**WHAT TO DO**
Without changing a single word, write out every entry.

### RECORDS SHOWN

//! Hashing and address helpers
//!
//! Zond addresses are 20 bytes rendered as `Z` followed by 40 hex characters
//! whose letter case encodes a keccak256 checksum (the EIP-55 rule applied
//! to the Zond prefix).

use tiny_keccak::{Hasher, Keccak};

/// Prefix of the canonical Zond address text form
pub const ADDRESS_PREFIX: char = 'Z';

/// Keccak256 hash (used for selectors, topics and address checksums)
pub fn keccak256(data: &[u8]) -> [u8; 32] {
    let mut hasher = Keccak::v256();
    hasher.update(data);
    let mut out = [0u8; 32];
    hasher.finalize(&mut out);
    out
}

/// Convert raw address bytes to a checksummed Zond address
pub fn to_checksum_address(address: &[u8]) -> String {
    let lower = hex::encode(address);
    let hash = keccak256(lower.as_bytes());

    let mut result = String::with_capacity(lower.len() + 1);
    result.push(ADDRESS_PREFIX);
    for (i, ch) in lower.chars().enumerate() {
        let byte = hash[i / 2];
        let nibble = if i % 2 == 0 { byte >> 4 } else { byte & 0x0f };

        if ch.is_ascii_digit() {
            result.push(ch);
        } else if nibble >= 8 {
            result.push(ch.to_ascii_uppercase());
        } else {
            result.push(ch);
        }
    }

    result
}

/// Strip a `0x`/`0X` prefix if present
pub fn strip_hex_prefix(s: &str) -> &str {
    s.strip_prefix("0x")
        .or_else(|| s.strip_prefix("0X"))
        .unwrap_or(s)
}

/// Strip a Zond (`Z`/`z`) or hex (`0x`) address prefix
pub fn strip_address_prefix(s: &str) -> Option<&str> {
    s.strip_prefix('Z')
        .or_else(|| s.strip_prefix('z'))
        .or_else(|| s.strip_prefix("0x"))
        .or_else(|| s.strip_prefix("0X"))
}

/// Decode a hex string with or without `0x` prefix
pub fn decode_hex(s: &str) -> Result<Vec<u8>, hex::FromHexError> {
    hex::decode(strip_hex_prefix(s.trim()))
}

/// Encode bytes as a `0x` prefixed hex string
pub fn encode_hex(bytes: &[u8]) -> String {
    format!("0x{}", hex::encode(bytes))
}

#[cfg(test)]
mod tests {
    use super::*;

    #[test]
    fn test_keccak256() {
        let hash = keccak256(b"");
        assert_eq!(
            hex::encode(hash),
            "c5d2460186f7233c927e7db2dcc703c0e500b653ca82273b7bfad8045d85a470"
        );
    }

    #[test]
    fn test_checksum_address() {
        let addr_bytes = hex::decode("5aaeb6053f3e94c9b9a09f33669435e7ef1beaed").unwrap();
        let checksummed = to_checksum_address(&addr_bytes);
        assert_eq!(checksummed, "Z5aAeb6053F3E94C9b9A09f33669435E7Ef1BeAed");

        let addr_bytes = hex::decode("fb6916095ca1df60bb79ce92ce3ea74c37c5d359").unwrap();
        assert_eq!(
            to_checksum_address(&addr_bytes),
            "ZfB6916095ca1df60bB79Ce92cE3Ea74c37c5d359"
        );
    }

    #[test]
    fn test_prefixes() {
        assert_eq!(strip_hex_prefix("0xdead"), "dead");
        assert_eq!(strip_hex_prefix("dead"), "dead");
        assert_eq!(strip_address_prefix("Zabc"), Some("abc"));
        assert_eq!(strip_address_prefix("0xabc"), Some("abc"));
        assert_eq!(strip_address_prefix("abc"), None);
        assert_eq!(decode_hex("0x0102").unwrap(), vec![1, 2]);
        assert_eq!(encode_hex(&[0xde, 0xad]), "0xdead");
    }
}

######

**TASK RESPONSE**
//! Hashing and address helpers
//!
//! Zond addresses are 20 bytes rendered as `Z` followed by 40 hex characters
//! whose letter case encodes a keccak256 checksum (the EIP-55 rule applied
//! to the Zond prefix).

use tiny_keccak::{Hasher, Keccak};

/// Prefix of the canonical Zond address text form
pub const ADDRESS_PREFIX: char = 'Z';

/// Keccak256 hash (used for selectors, topics and address checksums)
pub fn keccak256(data: &[u8]) -> [u8; 32] {
    let mut hasher = Keccak::v256();
    hasher.update(data);
    let mut out = [0u8; 32];
    hasher.finalize(&mut out);
    out
}

/// Convert raw address bytes to a checksummed Zond address
pub fn to_checksum_address(address: &[u8]) -> String {
    let lower = hex::encode(address);
    let hash = keccak256(lower.as_bytes());

    let mut result = String::with_capacity(lower.len() + 1);
    result.push(ADDRESS_PREFIX);
    for (i, ch) in lower.chars().enumerate() {
        let byte = hash[i / 2];
        let nibble = if i % 2 == 0 { byte >> 4 } else { byte & 0x0f };

        if ch.is_ascii_digit() {
            result.push(ch);
        } else if nibble >= 8 {
            result.push(ch.to_ascii_uppercase());
        } else {
            result.push(ch);
        }
    }

    result
}

/// Strip a `0x`/`0X` prefix if present
pub fn strip_hex_prefix(s: &str) -> &str {
    s.strip_prefix("0x")
        .or_else(|| s.strip_prefix("0X"))
        .unwrap_or(s)
}

/// Strip a Zond (`Z`/`z`) or hex (`0x`) address prefix
pub fn strip_address_prefix(s: &str) -> Option<&str> {
    s.strip_prefix('Z')
        .or_else(|| s.strip_prefix('z'))
        .or_else(|| s.strip_prefix("0x"))
        .or_else(|| s.strip_prefix("0X"))
}

/// Decode a hex string with or without `0x` prefix
pub fn decode_hex(s: &str) -> Result<Vec<u8>, hex::FromHexError> {
    hex::decode(strip_hex_prefix(s.trim()))
}

/// Encode bytes as a `0x` prefixed hex string
pub fn encode_hex(bytes: &[u8]) -> String {
    format!("0x{}", hex::encode(bytes))
}

#[cfg(test)]
mod tests {
    use super::*;

    #[test]
    fn test_keccak256() {
        let hash = keccak256(b"");
        assert_eq!(
            hex::encode(hash),
            "c5d2460186f7233c927e7db2dcc703c0e500b653ca82273b7bfad8045d85a470"
        );
    }

    #[test]
    fn test_checksum_address() {
        let addr_bytes = hex::decode("5aaeb6053f3e94c9b9a09f33669435e7ef1beaed").unwrap();
        let checksummed = to_checksum_address(&addr_bytes);
        assert_eq!(checksummed, "Z5aAeb6053F3E94C9b9A09f33669435E7Ef1BeAed");

        let addr_bytes = hex::decode("fb6916095ca1df60bb79ce92ce3ea74c37c5d359").unwrap();
        assert_eq!(
            to_checksum_address(&addr_bytes),
            "ZfB6916095ca1df60bB79Ce92cE3Ea74c37c5d359"
        );
    }

    #[test]
    fn test_prefixes() {
        assert_eq!(strip_hex_prefix("0xdead"), "dead");
        assert_eq!(strip_hex_prefix("dead"), "dead");
        assert_eq!(strip_address_prefix("Zabc"), Some("abc"));
        assert_eq!(strip_address_prefix("0xabc"), Some("abc"));
        assert_eq!(strip_address_prefix("abc"), None);
        assert_eq!(decode_hex("0x0102").unwrap(), vec![1, 2]);
        assert_eq!(encode_hex(&[0xde, 0xad]), "0xdead");
    }
}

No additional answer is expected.